//! Shared primitive types used across the entire engine.

use crate::error::{RiskError, RiskResult};
use serde::{Deserialize, Serialize};
use std::fmt;

/// A stable identifier for a risk supplied by the caller.
pub type RiskId = String;

/// The canonical population snapshot identifier (uuid v4, hyphenated).
pub type SnapshotId = String;

/// Monetary amount in whole currency units.
pub type Money = f64;

/// Severity bucket for a risk. Supplied by the caller's business rules;
/// the engine only counts by it.
#[derive(Debug, Clone, Copy, Serialize, Deserialize, PartialEq, Eq, Hash, PartialOrd, Ord)]
#[serde(rename_all = "snake_case")]
pub enum Severity {
    Low,
    Medium,
    High,
    Critical,
}

impl Severity {
    pub fn as_str(&self) -> &'static str {
        match self {
            Self::Low      => "low",
            Self::Medium   => "medium",
            Self::High     => "high",
            Self::Critical => "critical",
        }
    }
}

impl fmt::Display for Severity {
    fn fmt(&self, f: &mut fmt::Formatter<'_>) -> fmt::Result {
        f.write_str(self.as_str())
    }
}

/// Reporting period an aggregation run belongs to.
#[derive(Debug, Clone, Copy, Serialize, Deserialize, PartialEq, Eq, PartialOrd, Ord)]
pub struct Period {
    pub year:  i32,
    pub month: u32,
}

impl Period {
    pub fn new(year: i32, month: u32) -> RiskResult<Self> {
        let period = Self { year, month };
        period.validate()?;
        Ok(period)
    }

    pub fn validate(&self) -> RiskResult<()> {
        if !(1..=12).contains(&self.month) {
            return Err(RiskError::InvalidInput(format!(
                "period month must be 1..=12, got {}",
                self.month
            )));
        }
        Ok(())
    }
}

impl fmt::Display for Period {
    fn fmt(&self, f: &mut fmt::Formatter<'_>) -> fmt::Result {
        write!(f, "{:04}-{:02}", self.year, self.month)
    }
}

/// Round to whole currency units.
pub(crate) fn round_currency(value: f64) -> f64 {
    value.round()
}

/// Round a diagnostic quantity to two decimal places.
pub(crate) fn round2(value: f64) -> f64 {
    (value * 100.0).round() / 100.0
}
//! Deterministic random number generation.
//!
//! RULE: Nothing in the engine may call a platform RNG during a run.
//! All randomness flows through RiskRng streams derived from a single
//! master seed held by the StreamBank.
//!
//! Streams are derived from (seed XOR index * golden-ratio constant):
//!   - Each risk gets a run seed keyed by a stable hash of its id, so a
//!     risk's result does not depend on its position in a population.
//!   - Each trial batch of a run gets its own stream keyed by batch index,
//!     so serial and parallel execution draw identical values.

use rand::{RngCore, SeedableRng};
use rand_pcg::Pcg64Mcg;

const STREAM_MIX: u64 = 0x9e37_79b9_7f4a_7c15;

/// Derive a child seed from a parent seed and a stable index.
pub fn derive_seed(seed: u64, index: u64) -> u64 {
    seed ^ index.wrapping_mul(STREAM_MIX)
}

/// A deterministic random stream.
#[derive(Clone)]
pub struct RiskRng {
    inner: Pcg64Mcg,
}

impl RiskRng {
    /// Create a stream from a seed and a stable stream index.
    pub fn new(seed: u64, stream_index: u64) -> Self {
        Self {
            inner: Pcg64Mcg::seed_from_u64(derive_seed(seed, stream_index)),
        }
    }

    /// A single stream seeded directly, for tests and ad-hoc use.
    pub fn seeded(seed: u64) -> Self {
        Self::new(seed, 0)
    }
}

impl RngCore for RiskRng {
    fn next_u32(&mut self) -> u32 {
        self.inner.next_u32()
    }

    fn next_u64(&mut self) -> u64 {
        self.inner.next_u64()
    }

    fn fill_bytes(&mut self, dest: &mut [u8]) {
        self.inner.fill_bytes(dest)
    }

    fn try_fill_bytes(&mut self, dest: &mut [u8]) -> Result<(), rand::Error> {
        self.inner.try_fill_bytes(dest)
    }
}

/// Source of every run seed for one engine instance.
#[derive(Debug, Clone, Copy)]
pub struct StreamBank {
    master_seed: u64,
}

impl StreamBank {
    pub fn new(master_seed: u64) -> Self {
        Self { master_seed }
    }

    /// Seed the bank from OS entropy. The caller should log the seed so
    /// the run can be reproduced.
    pub fn from_entropy() -> Self {
        Self::new(rand::random())
    }

    pub fn master_seed(&self) -> u64 {
        self.master_seed
    }

    /// Run seed for a risk, independent of population order.
    pub fn seed_for_risk(&self, risk_id: &str) -> u64 {
        derive_seed(self.master_seed, stable_hash(risk_id))
    }
}

/// FNV-1a over the id bytes. Must never change: it keys every risk stream.
fn stable_hash(id: &str) -> u64 {
    let mut hash: u64 = 0xcbf2_9ce4_8422_2325;
    for byte in id.as_bytes() {
        hash ^= u64::from(*byte);
        hash = hash.wrapping_mul(0x0000_0100_0000_01b3);
    }
    hash
}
◇ ◇ ◇ ◇ ◇ ◇ ◇
→ TASK REQUIREMENTS
From the very first line of the records down to the line with "pub type RiskId = String;", please write out each line exactly, including both ends and no other lines.

→ EXERCISE RESULT
//! Shared primitive types used across the entire engine.

use crate::error::{RiskError, RiskResult};
use serde::{Deserialize, Serialize};
use std::fmt;

/// A stable identifier for a risk supplied by the caller.
pub type RiskId = String;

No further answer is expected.